-- Opening Marker --
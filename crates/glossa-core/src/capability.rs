use std::fmt;
use std::pin::Pin;
use std::sync::Arc;

use tokio_util::sync::CancellationToken;

use crate::errors::CapabilityError;

/// Stream of text chunks produced by a capability session.
pub type ChunkStream =
    Pin<Box<dyn futures::Stream<Item = Result<String, CapabilityError>> + Send + 'static>>;

type ProgressSink = Arc<dyn Fn(f64) + Send + Sync>;

/// Result of a capability availability check.
#[derive(Clone, Debug, PartialEq, Eq)]
pub enum Availability {
    /// A session can be created immediately.
    Available,
    /// A model download is required before a session can be created.
    Downloadable,
    /// A model download is already in progress.
    Downloading,
    /// The configuration cannot be served.
    Unavailable { reason: String },
}

impl Availability {
    pub fn unavailable(reason: impl Into<String>) -> Self {
        Self::Unavailable {
            reason: reason.into(),
        }
    }

    /// Whether session creation will report download progress.
    pub fn needs_download(&self) -> bool {
        matches!(self, Self::Downloadable | Self::Downloading)
    }
}

/// Handed to [`Capability::create`]: exposes the initialization's cancellation
/// token and a sink for download progress.
#[derive(Clone)]
pub struct CreateMonitor {
    token: CancellationToken,
    progress: Option<ProgressSink>,
}

impl CreateMonitor {
    /// A monitor that discards progress events.
    pub fn new(token: CancellationToken) -> Self {
        Self {
            token,
            progress: None,
        }
    }

    /// A monitor that forwards progress fractions to `sink`.
    pub fn with_progress<F>(token: CancellationToken, sink: F) -> Self
    where
        F: Fn(f64) + Send + Sync + 'static,
    {
        Self {
            token,
            progress: Some(Arc::new(sink)),
        }
    }

    pub fn cancellation(&self) -> &CancellationToken {
        &self.token
    }

    pub fn is_cancelled(&self) -> bool {
        self.token.is_cancelled()
    }

    /// Reports download progress as a fraction in `[0, 1]`; out of range values
    /// are clamped and NaN is ignored.
    pub fn report_progress(&self, fraction: f64) {
        if fraction.is_nan() {
            return;
        }
        if let Some(sink) = &self.progress {
            sink(fraction.clamp(0.0, 1.0));
        }
    }
}

impl fmt::Debug for CreateMonitor {
    fn fmt(&self, f: &mut fmt::Formatter<'_>) -> fmt::Result {
        f.debug_struct("CreateMonitor")
            .field("cancelled", &self.token.is_cancelled())
            .field("reports_progress", &self.progress.is_some())
            .finish()
    }
}

/// An externally supplied AI capability (translation, summarization,
/// prompting, ...).
///
/// Configurations are compared by their serialized JSON form, so two values
/// are the same configuration exactly when they serialize identically.
#[async_trait::async_trait]
pub trait Capability: Send + Sync + 'static {
    type Config: serde::Serialize + Clone + fmt::Debug + Send + Sync + 'static;
    type Session: CapabilitySession;

    /// Stable name used in errors and log fields (for example `translator`).
    fn name(&self) -> &str;

    /// Synchronous check: does the environment provide this capability at all?
    ///
    /// Called with the manager's state locked, so it must not block or call
    /// back into the manager.
    fn is_supported(&self) -> bool;

    /// Reason reported when [`Capability::is_supported`] returns `false`.
    fn unsupported_reason(&self) -> String {
        format!("{} is not available in this environment", self.name())
    }

    async fn availability(&self, config: &Self::Config) -> Result<Availability, CapabilityError>;

    /// Creates a session. Implementations should observe
    /// `monitor.cancellation()` and return [`CapabilityError::Aborted`] once it
    /// fires.
    async fn create(
        &self,
        config: &Self::Config,
        monitor: CreateMonitor,
    ) -> Result<Self::Session, CapabilityError>;

    /// Pure input transform applied before every operation.
    fn preprocess(&self, input: &str) -> String {
        input.to_owned()
    }
}

/// A live handle to an initialized capability.
#[async_trait::async_trait]
pub trait CapabilitySession: Send + Sync + 'static {
    /// Opens a streaming operation. Dropping the returned stream releases it.
    async fn operate(
        &self,
        input: String,
        cancel: CancellationToken,
    ) -> Result<ChunkStream, CapabilityError>;

    /// Releases the underlying capability instance.
    fn destroy(&self);
}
-- Closing Marker --
→ Work to complete:
Set out exactly the lines from the one bearing "an initialized capability." through the end of the data, including both ends and omitting all others.

→ Task response:
/// A live handle to an initialized capability.
#[async_trait::async_trait]
pub trait CapabilitySession: Send + Sync + 'static {
    /// Opens a streaming operation. Dropping the returned stream releases it.
    async fn operate(
        &self,
        input: String,
        cancel: CancellationToken,
    ) -> Result<ChunkStream, CapabilityError>;

    /// Releases the underlying capability instance.
    fn destroy(&self);
}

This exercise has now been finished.